* [Provided data]:
++++++
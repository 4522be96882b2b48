use serde::Deserialize;
use sqlx::PgPool;
use ufc_core::{Comentario, ConteudoTipo};
use uuid::Uuid;

#[derive(Debug, Clone, Deserialize)]
pub struct NovoComentario {
    pub conteudo_tipo: ConteudoTipo,
    pub conteudo_id: Uuid,
    pub autor_nome: String,
    pub texto: String,
    pub fingerprint: Option<String>,
}

/// Approved comments only, newest first.
pub async fn list_visible(
    pool: &PgPool,
    conteudo_tipo: ConteudoTipo,
    conteudo_id: Uuid,
) -> Result<Vec<Comentario>, sqlx::Error> {
    sqlx::query_as::<_, Comentario>(
        r#"
        SELECT *
          FROM comentarios
         WHERE conteudo_tipo = $1
           AND conteudo_id = $2
           AND status = 'aprovado'
         ORDER BY created_at DESC
        "#,
    )
    .bind(conteudo_tipo.as_str())
    .bind(conteudo_id)
    .fetch_all(pool)
    .await
}

/// Table holding the content a comment of this kind points at.
pub fn target_table(conteudo_tipo: ConteudoTipo) -> &'static str {
    match conteudo_tipo {
        ConteudoTipo::Noticia => "noticias",
        ConteudoTipo::Analise => "analises",
        ConteudoTipo::Evento => "eventos",
    }
}

pub async fn target_exists(
    pool: &PgPool,
    conteudo_tipo: ConteudoTipo,
    conteudo_id: Uuid,
) -> Result<bool, sqlx::Error> {
    let sql = format!(
        "SELECT EXISTS (SELECT 1 FROM {} WHERE id = $1)",
        target_table(conteudo_tipo)
    );
    sqlx::query_scalar::<_, bool>(&sql)
        .bind(conteudo_id)
        .fetch_one(pool)
        .await
}

pub async fn insert(pool: &PgPool, novo: &NovoComentario) -> Result<Comentario, sqlx::Error> {
    sqlx::query_as::<_, Comentario>(
        r#"
        INSERT INTO comentarios (id, conteudo_tipo, conteudo_id, autor_nome, texto, fingerprint)
        VALUES ($1, $2, $3, $4, $5, $6)
        RETURNING *
        "#,
    )
    .bind(Uuid::new_v4())
    .bind(novo.conteudo_tipo.as_str())
    .bind(novo.conteudo_id)
    .bind(&novo.autor_nome)
    .bind(&novo.texto)
    .bind(&novo.fingerprint)
    .fetch_one(pool)
    .await
}

/// Counts one report and flips the comment to `rejeitado` once the count
/// reaches `threshold`. Increment and comparison happen in a single UPDATE so
/// concurrent reports cannot lose a count; a rejected comment stays rejected.
pub async fn report(pool: &PgPool, id: Uuid, threshold: i32) -> Result<Option<Comentario>, sqlx::Error> {
    sqlx::query_as::<_, Comentario>(
        r#"
        UPDATE comentarios
           SET reportado_count = reportado_count + 1,
               status = CASE
                            WHEN reportado_count + 1 >= $2 THEN 'rejeitado'
                            ELSE status
                        END,
               updated_at = NOW()
         WHERE id = $1
        RETURNING *
        "#,
    )
    .bind(id)
    .bind(threshold)
    .fetch_optional(pool)
    .await
}

#[cfg(test)]
mod tests {
    use super::*;

    #[test]
    fn every_content_kind_maps_to_its_table() {
        assert_eq!(target_table(ConteudoTipo::Noticia), "noticias");
        assert_eq!(target_table(ConteudoTipo::Analise), "analises");
        assert_eq!(target_table(ConteudoTipo::Evento), "eventos");
    }
}
//! Document title rendering.

use hashnav_config::RouterConfig;

#[derive(Debug, Clone, PartialEq, Eq)]
pub struct TitleFormatter {
    site_name: Option<String>,
    separator: String,
}

impl TitleFormatter {
    pub fn new(site_name: Option<String>, separator: impl Into<String>) -> Self {
        Self {
            site_name: site_name.filter(|name| !name.trim().is_empty()),
            separator: separator.into(),
        }
    }

    pub fn from_config(config: &RouterConfig) -> Self {
        Self::new(config.site_name.clone(), config.titles.separator.as_str())
    }

    /// `"About"` or, with a site name, `"About | Studio"`.
    pub fn format(&self, page: &str) -> String {
        match &self.site_name {
            Some(site) => format!("{page}{}{site}", self.separator),
            None => page.to_string(),
        }
    }
}

impl Default for TitleFormatter {
    fn default() -> Self {
        Self::new(None, " | ")
    }
}
//! FragmentLoader trait: the abstraction over where fragments come from.
//!
//! Implementations live in `hashnav-loader` (HTTP, filesystem, fixtures).

use async_trait::async_trait;

use crate::error::FetchError;
use crate::route::FragmentPath;

/// Fetches the text body of a fragment.
///
/// Contract:
/// - every call reflects current content (no caching layer);
/// - a non-2xx response is `FetchError::HttpStatus`, anything that prevented
///   a response is `FetchError::Network`;
/// - a single attempt per call, no retries.
#[async_trait]
pub trait FragmentLoader: Send + Sync {
    /// Human-readable name of this loader (e.g., "http", "file").
    fn name(&self) -> &str;

    /// Fetch the full body of `path`.
    async fn fetch(&self, path: &FragmentPath) -> std::result::Result<String, FetchError>;
}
++++++
* [Aim of the exercise]:
Give back the opening line of the records above and every line after it, up to and including the one with "AND conteudo_id = $2", unchanged.

* [Expected answer]:
repository 4522be96882b2b48
use serde::Deserialize;
use sqlx::PgPool;
use ufc_core::{Comentario, ConteudoTipo};
use uuid::Uuid;

#[derive(Debug, Clone, Deserialize)]
pub struct NovoComentario {
    pub conteudo_tipo: ConteudoTipo,
    pub conteudo_id: Uuid,
    pub autor_nome: String,
    pub texto: String,
    pub fingerprint: Option<String>,
}

/// Approved comments only, newest first.
pub async fn list_visible(
    pool: &PgPool,
    conteudo_tipo: ConteudoTipo,
    conteudo_id: Uuid,
) -> Result<Vec<Comentario>, sqlx::Error> {
    sqlx::query_as::<_, Comentario>(
        r#"
        SELECT *
          FROM comentarios
         WHERE conteudo_tipo = $1
           AND conteudo_id = $2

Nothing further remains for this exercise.